-- Task prompt --
In the records below, find the line containing "split, in output order." and the line containing "pub struct DatasetMaterializer<S: DatasetSource>"; please repeat exactly the lines from one to the other, both included, and nothing more.

-- Source material --

┏━━

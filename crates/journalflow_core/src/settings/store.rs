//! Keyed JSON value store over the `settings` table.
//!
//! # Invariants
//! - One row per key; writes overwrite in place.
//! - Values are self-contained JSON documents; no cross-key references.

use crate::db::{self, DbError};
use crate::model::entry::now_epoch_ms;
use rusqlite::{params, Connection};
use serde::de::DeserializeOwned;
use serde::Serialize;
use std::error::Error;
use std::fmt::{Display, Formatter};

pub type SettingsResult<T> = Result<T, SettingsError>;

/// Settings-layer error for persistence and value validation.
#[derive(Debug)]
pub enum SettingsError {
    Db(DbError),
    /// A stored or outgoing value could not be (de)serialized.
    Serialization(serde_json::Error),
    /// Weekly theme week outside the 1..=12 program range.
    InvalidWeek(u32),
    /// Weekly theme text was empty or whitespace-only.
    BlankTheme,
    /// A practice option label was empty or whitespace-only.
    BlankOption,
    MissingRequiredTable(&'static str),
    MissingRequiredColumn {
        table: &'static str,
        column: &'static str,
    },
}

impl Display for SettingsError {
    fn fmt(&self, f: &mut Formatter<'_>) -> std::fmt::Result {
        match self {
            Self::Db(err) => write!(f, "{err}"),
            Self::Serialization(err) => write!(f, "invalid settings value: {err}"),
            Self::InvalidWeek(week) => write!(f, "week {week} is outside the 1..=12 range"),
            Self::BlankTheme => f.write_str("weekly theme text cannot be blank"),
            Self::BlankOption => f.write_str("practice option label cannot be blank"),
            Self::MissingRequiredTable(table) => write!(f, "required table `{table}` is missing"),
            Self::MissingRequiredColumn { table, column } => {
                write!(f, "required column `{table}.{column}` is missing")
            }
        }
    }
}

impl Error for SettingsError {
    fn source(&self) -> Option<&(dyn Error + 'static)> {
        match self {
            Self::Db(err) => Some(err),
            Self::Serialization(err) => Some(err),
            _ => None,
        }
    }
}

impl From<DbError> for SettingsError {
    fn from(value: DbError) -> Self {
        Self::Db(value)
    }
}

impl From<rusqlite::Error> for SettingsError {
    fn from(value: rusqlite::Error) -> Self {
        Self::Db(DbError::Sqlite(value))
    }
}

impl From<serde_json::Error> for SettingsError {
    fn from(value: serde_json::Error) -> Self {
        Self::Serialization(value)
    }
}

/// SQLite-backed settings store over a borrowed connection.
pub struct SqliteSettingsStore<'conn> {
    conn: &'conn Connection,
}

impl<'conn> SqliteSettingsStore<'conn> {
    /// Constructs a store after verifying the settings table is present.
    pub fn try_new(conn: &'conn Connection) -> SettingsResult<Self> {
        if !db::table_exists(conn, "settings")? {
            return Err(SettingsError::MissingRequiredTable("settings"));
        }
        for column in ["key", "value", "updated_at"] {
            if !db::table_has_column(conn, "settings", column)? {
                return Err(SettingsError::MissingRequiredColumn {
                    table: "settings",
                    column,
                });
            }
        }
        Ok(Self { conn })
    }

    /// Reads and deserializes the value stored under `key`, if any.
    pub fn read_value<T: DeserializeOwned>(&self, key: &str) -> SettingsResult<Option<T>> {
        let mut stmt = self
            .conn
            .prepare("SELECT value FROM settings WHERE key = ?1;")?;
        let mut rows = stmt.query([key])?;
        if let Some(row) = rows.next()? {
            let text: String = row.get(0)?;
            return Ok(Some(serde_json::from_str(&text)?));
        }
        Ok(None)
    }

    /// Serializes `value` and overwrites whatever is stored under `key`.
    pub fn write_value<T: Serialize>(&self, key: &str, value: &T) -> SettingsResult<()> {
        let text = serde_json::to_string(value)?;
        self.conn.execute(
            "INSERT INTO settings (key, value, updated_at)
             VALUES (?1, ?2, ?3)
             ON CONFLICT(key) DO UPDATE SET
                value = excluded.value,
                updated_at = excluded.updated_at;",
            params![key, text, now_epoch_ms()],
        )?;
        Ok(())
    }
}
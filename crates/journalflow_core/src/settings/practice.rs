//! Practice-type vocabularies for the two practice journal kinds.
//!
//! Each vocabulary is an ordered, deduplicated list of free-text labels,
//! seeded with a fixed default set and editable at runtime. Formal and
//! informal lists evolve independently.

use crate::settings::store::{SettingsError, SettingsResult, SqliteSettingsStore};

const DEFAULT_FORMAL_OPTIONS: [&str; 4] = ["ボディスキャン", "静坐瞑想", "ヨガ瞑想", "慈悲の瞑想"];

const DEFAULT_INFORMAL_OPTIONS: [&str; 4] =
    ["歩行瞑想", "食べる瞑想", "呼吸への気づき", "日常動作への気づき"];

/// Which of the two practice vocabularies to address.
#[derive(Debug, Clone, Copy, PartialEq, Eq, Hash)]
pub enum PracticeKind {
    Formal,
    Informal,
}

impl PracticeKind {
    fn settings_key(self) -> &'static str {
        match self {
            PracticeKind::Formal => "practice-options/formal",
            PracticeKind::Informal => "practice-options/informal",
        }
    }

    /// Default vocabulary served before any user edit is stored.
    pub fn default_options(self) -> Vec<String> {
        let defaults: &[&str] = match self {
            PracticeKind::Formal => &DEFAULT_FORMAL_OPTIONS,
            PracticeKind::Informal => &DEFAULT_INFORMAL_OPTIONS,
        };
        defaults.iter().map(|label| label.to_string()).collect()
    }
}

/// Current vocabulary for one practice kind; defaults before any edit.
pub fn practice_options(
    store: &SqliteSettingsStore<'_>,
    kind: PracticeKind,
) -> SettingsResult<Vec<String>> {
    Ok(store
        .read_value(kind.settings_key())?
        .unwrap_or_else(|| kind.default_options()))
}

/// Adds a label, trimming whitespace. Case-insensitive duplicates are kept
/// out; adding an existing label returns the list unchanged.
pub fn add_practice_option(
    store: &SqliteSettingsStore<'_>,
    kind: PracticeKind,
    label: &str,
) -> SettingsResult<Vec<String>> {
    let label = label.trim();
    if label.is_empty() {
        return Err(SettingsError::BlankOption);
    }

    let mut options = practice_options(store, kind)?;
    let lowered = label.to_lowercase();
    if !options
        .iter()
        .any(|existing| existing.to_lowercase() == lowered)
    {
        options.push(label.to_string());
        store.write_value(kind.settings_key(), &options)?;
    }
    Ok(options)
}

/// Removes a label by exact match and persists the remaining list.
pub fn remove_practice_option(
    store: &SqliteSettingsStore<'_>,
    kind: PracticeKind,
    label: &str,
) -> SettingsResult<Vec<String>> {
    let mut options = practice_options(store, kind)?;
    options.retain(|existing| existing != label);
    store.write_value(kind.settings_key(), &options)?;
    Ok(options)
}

┗━━
┏━━

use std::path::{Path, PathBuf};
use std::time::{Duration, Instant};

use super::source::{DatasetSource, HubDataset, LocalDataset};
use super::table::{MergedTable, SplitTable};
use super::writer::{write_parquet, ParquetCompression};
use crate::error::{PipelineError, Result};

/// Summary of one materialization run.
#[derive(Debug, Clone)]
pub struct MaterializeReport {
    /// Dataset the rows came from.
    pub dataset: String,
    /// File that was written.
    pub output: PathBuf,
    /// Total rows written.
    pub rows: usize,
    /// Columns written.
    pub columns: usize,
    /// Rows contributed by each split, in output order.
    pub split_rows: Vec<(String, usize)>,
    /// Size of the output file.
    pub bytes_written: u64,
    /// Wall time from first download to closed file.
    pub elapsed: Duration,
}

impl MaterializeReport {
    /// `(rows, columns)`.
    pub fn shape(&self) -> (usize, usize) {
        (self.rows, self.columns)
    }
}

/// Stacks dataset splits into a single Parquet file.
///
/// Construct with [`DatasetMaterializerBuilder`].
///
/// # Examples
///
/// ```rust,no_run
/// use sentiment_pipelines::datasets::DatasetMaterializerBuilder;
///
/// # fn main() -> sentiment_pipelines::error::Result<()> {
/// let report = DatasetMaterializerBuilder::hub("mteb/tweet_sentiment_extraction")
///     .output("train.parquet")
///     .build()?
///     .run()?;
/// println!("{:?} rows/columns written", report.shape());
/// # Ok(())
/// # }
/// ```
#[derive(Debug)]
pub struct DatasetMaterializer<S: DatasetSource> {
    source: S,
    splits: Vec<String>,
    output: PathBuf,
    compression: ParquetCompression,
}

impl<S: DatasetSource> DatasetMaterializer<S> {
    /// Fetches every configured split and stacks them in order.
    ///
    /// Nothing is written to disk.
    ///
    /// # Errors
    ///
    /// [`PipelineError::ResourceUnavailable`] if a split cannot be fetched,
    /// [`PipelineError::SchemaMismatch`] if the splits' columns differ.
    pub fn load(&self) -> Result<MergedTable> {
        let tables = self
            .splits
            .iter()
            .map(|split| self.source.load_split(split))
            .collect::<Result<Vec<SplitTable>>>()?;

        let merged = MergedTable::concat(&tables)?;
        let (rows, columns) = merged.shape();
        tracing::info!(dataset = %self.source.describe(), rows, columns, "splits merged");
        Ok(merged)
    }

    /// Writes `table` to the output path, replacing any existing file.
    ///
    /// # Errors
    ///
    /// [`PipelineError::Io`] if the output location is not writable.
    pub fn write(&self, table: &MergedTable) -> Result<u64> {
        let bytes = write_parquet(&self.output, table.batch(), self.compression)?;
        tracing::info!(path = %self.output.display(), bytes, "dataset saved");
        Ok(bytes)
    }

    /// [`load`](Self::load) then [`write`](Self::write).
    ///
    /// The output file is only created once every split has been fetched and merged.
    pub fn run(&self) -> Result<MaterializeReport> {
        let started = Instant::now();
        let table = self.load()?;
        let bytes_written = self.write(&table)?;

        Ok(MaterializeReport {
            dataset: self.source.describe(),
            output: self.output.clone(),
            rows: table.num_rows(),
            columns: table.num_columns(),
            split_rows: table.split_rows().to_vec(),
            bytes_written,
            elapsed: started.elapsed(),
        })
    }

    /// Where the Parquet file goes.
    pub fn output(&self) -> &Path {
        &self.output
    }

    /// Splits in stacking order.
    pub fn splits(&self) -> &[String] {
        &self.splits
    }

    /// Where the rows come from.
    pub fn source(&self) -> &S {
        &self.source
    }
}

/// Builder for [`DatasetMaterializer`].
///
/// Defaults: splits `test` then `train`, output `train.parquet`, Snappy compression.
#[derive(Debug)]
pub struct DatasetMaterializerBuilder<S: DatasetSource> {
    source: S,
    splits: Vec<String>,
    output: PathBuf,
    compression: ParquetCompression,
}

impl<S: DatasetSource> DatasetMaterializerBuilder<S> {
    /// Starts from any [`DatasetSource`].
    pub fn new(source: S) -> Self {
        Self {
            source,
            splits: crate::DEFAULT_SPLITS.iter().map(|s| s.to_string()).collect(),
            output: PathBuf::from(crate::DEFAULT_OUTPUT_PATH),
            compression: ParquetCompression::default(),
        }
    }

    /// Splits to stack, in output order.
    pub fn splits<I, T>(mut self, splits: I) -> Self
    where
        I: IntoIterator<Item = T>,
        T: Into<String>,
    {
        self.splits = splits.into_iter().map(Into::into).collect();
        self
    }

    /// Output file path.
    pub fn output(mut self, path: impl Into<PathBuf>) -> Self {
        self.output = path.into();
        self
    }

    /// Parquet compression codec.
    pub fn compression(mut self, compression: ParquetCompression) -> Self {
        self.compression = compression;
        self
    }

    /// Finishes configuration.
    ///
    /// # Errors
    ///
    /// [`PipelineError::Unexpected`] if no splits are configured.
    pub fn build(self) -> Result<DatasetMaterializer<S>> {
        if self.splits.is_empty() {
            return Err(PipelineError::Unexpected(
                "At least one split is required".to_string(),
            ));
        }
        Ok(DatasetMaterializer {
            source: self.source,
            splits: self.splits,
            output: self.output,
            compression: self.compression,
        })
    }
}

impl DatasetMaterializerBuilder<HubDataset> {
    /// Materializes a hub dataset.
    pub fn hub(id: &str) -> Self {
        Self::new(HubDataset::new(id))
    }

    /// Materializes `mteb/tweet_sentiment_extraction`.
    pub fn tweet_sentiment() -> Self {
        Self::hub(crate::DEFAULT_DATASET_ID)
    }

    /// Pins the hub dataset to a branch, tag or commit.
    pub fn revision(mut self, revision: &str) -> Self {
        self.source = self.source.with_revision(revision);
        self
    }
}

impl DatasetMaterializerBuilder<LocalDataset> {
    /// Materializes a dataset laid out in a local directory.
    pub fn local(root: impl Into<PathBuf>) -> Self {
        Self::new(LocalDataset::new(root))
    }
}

┗━━
┏━━

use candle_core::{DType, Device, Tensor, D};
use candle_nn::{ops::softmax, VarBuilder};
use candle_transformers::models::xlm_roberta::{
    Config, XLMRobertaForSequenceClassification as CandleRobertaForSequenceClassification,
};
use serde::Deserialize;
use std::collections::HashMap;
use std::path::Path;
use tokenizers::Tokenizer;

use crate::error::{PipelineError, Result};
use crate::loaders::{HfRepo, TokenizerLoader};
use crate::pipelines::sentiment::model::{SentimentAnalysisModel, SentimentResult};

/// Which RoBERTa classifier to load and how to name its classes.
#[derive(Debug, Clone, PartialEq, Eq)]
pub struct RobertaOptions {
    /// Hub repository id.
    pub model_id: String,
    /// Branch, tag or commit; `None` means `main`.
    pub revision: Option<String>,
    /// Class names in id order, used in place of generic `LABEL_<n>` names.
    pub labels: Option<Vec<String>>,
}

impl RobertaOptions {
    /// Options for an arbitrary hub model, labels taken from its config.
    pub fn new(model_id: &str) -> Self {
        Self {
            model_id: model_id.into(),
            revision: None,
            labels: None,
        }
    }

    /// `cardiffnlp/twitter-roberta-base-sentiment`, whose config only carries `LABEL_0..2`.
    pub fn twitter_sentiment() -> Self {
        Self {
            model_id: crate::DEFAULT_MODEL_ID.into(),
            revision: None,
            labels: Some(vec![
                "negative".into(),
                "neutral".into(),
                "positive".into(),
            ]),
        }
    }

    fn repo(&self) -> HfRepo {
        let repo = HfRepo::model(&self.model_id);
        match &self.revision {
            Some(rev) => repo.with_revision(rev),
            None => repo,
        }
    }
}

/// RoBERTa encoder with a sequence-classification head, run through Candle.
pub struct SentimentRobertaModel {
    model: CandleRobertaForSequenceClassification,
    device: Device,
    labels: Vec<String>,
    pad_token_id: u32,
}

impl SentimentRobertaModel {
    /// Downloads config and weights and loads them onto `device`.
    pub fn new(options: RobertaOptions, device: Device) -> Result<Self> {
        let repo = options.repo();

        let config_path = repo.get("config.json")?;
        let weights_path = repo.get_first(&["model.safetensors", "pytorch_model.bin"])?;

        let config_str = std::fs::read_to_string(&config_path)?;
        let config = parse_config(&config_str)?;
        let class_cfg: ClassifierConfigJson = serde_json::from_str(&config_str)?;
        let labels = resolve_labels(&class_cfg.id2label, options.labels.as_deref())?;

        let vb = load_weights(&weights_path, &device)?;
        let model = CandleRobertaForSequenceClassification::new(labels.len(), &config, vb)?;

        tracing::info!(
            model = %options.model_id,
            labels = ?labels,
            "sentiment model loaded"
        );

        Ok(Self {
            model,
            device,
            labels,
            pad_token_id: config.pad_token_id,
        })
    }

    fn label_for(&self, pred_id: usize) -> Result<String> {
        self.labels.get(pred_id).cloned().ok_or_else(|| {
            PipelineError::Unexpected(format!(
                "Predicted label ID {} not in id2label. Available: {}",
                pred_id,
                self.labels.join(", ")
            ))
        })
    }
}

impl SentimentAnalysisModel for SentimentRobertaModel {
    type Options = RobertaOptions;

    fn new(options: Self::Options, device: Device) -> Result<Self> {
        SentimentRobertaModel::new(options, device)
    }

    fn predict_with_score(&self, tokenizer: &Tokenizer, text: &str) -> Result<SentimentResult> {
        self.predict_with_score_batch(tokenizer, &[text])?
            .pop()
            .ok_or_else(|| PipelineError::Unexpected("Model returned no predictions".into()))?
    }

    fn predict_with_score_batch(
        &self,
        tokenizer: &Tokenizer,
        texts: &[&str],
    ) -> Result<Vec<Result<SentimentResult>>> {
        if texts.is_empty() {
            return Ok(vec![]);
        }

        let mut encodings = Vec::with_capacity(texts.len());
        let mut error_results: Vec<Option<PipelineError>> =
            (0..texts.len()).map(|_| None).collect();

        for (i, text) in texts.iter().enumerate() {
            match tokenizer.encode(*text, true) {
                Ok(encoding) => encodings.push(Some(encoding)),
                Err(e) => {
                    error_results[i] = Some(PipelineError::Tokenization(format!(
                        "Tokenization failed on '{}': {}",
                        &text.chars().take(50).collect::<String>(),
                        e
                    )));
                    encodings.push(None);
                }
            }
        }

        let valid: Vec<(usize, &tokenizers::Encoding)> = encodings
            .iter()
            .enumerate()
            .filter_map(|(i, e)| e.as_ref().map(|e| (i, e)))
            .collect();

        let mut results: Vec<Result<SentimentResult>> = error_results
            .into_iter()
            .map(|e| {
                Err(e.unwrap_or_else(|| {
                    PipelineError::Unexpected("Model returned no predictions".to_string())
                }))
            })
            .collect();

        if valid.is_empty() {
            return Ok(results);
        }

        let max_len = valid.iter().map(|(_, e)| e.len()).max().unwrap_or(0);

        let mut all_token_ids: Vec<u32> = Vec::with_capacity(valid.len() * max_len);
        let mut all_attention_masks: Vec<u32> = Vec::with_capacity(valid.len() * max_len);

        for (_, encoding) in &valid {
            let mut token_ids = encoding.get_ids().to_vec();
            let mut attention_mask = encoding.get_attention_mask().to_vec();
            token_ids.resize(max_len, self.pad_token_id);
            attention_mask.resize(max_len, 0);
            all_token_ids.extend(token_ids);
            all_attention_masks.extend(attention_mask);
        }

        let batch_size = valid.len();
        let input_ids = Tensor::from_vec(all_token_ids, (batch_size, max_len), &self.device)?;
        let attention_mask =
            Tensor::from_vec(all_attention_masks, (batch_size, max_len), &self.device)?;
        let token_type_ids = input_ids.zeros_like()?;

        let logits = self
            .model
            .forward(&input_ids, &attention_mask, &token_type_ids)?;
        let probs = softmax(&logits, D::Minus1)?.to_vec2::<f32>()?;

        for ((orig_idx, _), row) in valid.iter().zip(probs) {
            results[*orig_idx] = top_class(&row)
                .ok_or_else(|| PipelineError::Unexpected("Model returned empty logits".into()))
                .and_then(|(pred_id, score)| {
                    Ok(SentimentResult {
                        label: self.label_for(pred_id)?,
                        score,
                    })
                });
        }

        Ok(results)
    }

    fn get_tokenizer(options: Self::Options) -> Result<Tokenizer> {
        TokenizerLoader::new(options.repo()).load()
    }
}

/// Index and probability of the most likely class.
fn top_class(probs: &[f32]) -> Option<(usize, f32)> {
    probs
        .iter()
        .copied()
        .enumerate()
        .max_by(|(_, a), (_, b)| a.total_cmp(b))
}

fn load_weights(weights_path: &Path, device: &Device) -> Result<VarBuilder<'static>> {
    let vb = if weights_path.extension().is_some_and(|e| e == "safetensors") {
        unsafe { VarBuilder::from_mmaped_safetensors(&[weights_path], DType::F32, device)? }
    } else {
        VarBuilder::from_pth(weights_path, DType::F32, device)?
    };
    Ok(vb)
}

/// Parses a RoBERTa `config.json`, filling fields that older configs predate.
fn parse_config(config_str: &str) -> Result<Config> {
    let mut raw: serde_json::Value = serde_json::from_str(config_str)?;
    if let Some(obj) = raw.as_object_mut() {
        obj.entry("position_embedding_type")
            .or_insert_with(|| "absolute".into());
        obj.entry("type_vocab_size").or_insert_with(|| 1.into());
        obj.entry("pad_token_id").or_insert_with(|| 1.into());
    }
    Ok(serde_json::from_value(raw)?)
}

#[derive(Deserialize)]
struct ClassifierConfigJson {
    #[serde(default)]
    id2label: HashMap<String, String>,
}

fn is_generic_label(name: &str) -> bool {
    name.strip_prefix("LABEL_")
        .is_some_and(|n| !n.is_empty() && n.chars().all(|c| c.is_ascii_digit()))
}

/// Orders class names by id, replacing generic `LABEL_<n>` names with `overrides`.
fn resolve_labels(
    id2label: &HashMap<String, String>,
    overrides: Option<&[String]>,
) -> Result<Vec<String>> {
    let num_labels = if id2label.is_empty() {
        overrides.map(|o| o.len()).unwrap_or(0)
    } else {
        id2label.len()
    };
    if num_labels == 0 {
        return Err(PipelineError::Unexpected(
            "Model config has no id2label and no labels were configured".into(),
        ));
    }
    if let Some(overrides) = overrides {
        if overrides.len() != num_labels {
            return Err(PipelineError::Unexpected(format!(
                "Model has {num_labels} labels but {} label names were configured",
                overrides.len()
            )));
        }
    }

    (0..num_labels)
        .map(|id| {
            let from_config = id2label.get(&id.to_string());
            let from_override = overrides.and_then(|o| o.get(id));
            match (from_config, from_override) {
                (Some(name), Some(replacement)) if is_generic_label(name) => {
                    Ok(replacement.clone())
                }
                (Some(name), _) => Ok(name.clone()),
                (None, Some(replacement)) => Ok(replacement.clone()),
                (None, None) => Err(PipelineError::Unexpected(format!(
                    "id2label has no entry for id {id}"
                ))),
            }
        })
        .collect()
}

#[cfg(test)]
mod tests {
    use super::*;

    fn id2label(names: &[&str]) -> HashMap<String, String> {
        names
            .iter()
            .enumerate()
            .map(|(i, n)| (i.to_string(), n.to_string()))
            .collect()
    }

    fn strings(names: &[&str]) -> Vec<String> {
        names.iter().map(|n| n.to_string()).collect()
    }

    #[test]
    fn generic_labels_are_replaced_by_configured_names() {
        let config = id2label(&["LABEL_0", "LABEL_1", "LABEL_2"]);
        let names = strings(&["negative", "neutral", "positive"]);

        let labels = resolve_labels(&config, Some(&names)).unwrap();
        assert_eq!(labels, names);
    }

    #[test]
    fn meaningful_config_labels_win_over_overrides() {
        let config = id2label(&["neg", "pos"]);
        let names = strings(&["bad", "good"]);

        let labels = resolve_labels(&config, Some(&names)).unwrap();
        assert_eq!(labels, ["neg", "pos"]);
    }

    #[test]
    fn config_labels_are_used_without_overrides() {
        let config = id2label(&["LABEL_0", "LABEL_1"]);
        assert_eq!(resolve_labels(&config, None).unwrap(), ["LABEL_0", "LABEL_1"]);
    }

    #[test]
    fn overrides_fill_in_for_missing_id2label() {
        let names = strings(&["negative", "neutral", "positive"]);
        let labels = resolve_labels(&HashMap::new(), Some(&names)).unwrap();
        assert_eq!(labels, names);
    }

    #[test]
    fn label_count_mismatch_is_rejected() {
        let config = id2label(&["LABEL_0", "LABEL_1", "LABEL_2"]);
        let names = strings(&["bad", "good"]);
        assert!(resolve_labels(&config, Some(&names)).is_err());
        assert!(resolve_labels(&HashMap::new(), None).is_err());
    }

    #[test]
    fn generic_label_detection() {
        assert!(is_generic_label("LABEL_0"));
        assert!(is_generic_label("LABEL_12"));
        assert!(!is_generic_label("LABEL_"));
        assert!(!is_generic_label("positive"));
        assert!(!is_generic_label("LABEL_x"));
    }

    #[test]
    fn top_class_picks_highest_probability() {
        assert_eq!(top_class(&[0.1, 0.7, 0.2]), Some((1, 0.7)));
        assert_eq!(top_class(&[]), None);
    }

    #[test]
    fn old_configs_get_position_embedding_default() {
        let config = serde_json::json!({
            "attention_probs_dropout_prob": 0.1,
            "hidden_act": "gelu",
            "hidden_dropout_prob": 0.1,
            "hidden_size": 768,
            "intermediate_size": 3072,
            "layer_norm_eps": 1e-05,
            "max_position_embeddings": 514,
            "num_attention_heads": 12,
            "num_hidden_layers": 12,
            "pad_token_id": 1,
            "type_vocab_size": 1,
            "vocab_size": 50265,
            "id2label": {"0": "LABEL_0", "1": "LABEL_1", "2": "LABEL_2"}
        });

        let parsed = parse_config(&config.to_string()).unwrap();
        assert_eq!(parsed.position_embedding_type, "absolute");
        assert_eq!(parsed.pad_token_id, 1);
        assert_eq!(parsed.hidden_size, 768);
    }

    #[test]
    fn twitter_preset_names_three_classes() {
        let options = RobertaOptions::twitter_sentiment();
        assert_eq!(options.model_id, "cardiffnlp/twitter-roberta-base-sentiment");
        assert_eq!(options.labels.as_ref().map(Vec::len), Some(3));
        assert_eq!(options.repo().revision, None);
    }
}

┗━━

-- Result of the exercise --
    /// Rows contributed by each split, in output order.
    pub split_rows: Vec<(String, usize)>,
    /// Size of the output file.
    pub bytes_written: u64,
    /// Wall time from first download to closed file.
    pub elapsed: Duration,
}

impl MaterializeReport {
    /// `(rows, columns)`.
    pub fn shape(&self) -> (usize, usize) {
        (self.rows, self.columns)
    }
}

/// Stacks dataset splits into a single Parquet file.
///
/// Construct with [`DatasetMaterializerBuilder`].
///
/// # Examples
///
/// ```rust,no_run
/// use sentiment_pipelines::datasets::DatasetMaterializerBuilder;
///
/// # fn main() -> sentiment_pipelines::error::Result<()> {
/// let report = DatasetMaterializerBuilder::hub("mteb/tweet_sentiment_extraction")
///     .output("train.parquet")
///     .build()?
///     .run()?;
/// println!("{:?} rows/columns written", report.shape());
/// # Ok(())
/// # }
/// ```
#[derive(Debug)]
pub struct DatasetMaterializer<S: DatasetSource> {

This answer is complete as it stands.